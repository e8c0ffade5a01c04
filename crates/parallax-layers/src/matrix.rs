//! Symmetric layer-vs-layer collision table.

use crate::{LayerId, LayerMask, MAX_LAYERS};

/// Which pairs of layers may collide with each other.
///
/// Symmetric: `set(a, b, x)` also sets `(b, a)`. Every pair collides by default.
#[derive(Clone, Debug, PartialEq, Eq)]
pub struct LayerCollisionMatrix {
    rows: [LayerMask; MAX_LAYERS],
}

impl LayerCollisionMatrix {
    /// A matrix in which every layer collides with every other layer.
    pub fn new() -> Self {
        Self {
            rows: [LayerMask::ALL; MAX_LAYERS],
        }
    }

    /// Enables or disables collision between `a` and `b`.
    pub fn set(&mut self, a: LayerId, b: LayerId, enabled: bool) {
        if enabled {
            self.rows[a.index()] = self.rows[a.index()].with(b);
            self.rows[b.index()] = self.rows[b.index()].with(a);
        } else {
            self.rows[a.index()] = self.rows[a.index()].without(b);
            self.rows[b.index()] = self.rows[b.index()].without(a);
        }
    }

    /// Returns true if `a` and `b` may collide.
    pub fn collides(&self, a: LayerId, b: LayerId) -> bool {
        self.rows[a.index()].contains(b)
    }

    /// All layers that `layer` currently collides with.
    pub fn mask_for(&self, layer: LayerId) -> LayerMask {
        self.rows[layer.index()]
    }
}

impl Default for LayerCollisionMatrix {
    fn default() -> Self {
        Self::new()
    }
}

#[cfg(test)]
mod tests {
    use super::*;

    fn id(i: usize) -> LayerId {
        LayerId::new(i).unwrap()
    }

    #[test]
    fn test_everything_collides_by_default() {
        let matrix = LayerCollisionMatrix::new();
        assert!(matrix.collides(id(0), id(31)));
        assert!(matrix.collides(id(4), id(4)));
    }

    #[test]
    fn test_set_is_symmetric() {
        let mut matrix = LayerCollisionMatrix::new();
        matrix.set(id(1), id(5), false);
        assert!(!matrix.collides(id(1), id(5)));
        assert!(!matrix.collides(id(5), id(1)));
        assert!(matrix.collides(id(1), id(6)));

        matrix.set(id(5), id(1), true);
        assert!(matrix.collides(id(1), id(5)));
        assert!(matrix.collides(id(5), id(1)));
    }

    #[test]
    fn test_mask_for_reflects_disabled_pairs() {
        let mut matrix = LayerCollisionMatrix::new();
        matrix.set(id(1), id(3), false);
        matrix.set(id(1), id(4), false);
        let mask = matrix.mask_for(id(1));
        assert!(!mask.contains(id(3)));
        assert!(!mask.contains(id(4)));
        assert!(mask.contains(id(2)));
    }
}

TO DO
Print precisely the lines from the one with "matrix.set(id(5), id(1), true);" through the end of the data above, adding nothing.

ANSWER SECTION
        matrix.set(id(5), id(1), true);
        assert!(matrix.collides(id(1), id(5)));
        assert!(matrix.collides(id(5), id(1)));
    }

    #[test]
    fn test_mask_for_reflects_disabled_pairs() {
        let mut matrix = LayerCollisionMatrix::new();
        matrix.set(id(1), id(3), false);
        matrix.set(id(1), id(4), false);
        let mask = matrix.mask_for(id(1));
        assert!(!mask.contains(id(3)));
        assert!(!mask.contains(id(4)));
        assert!(mask.contains(id(2)));
    }
}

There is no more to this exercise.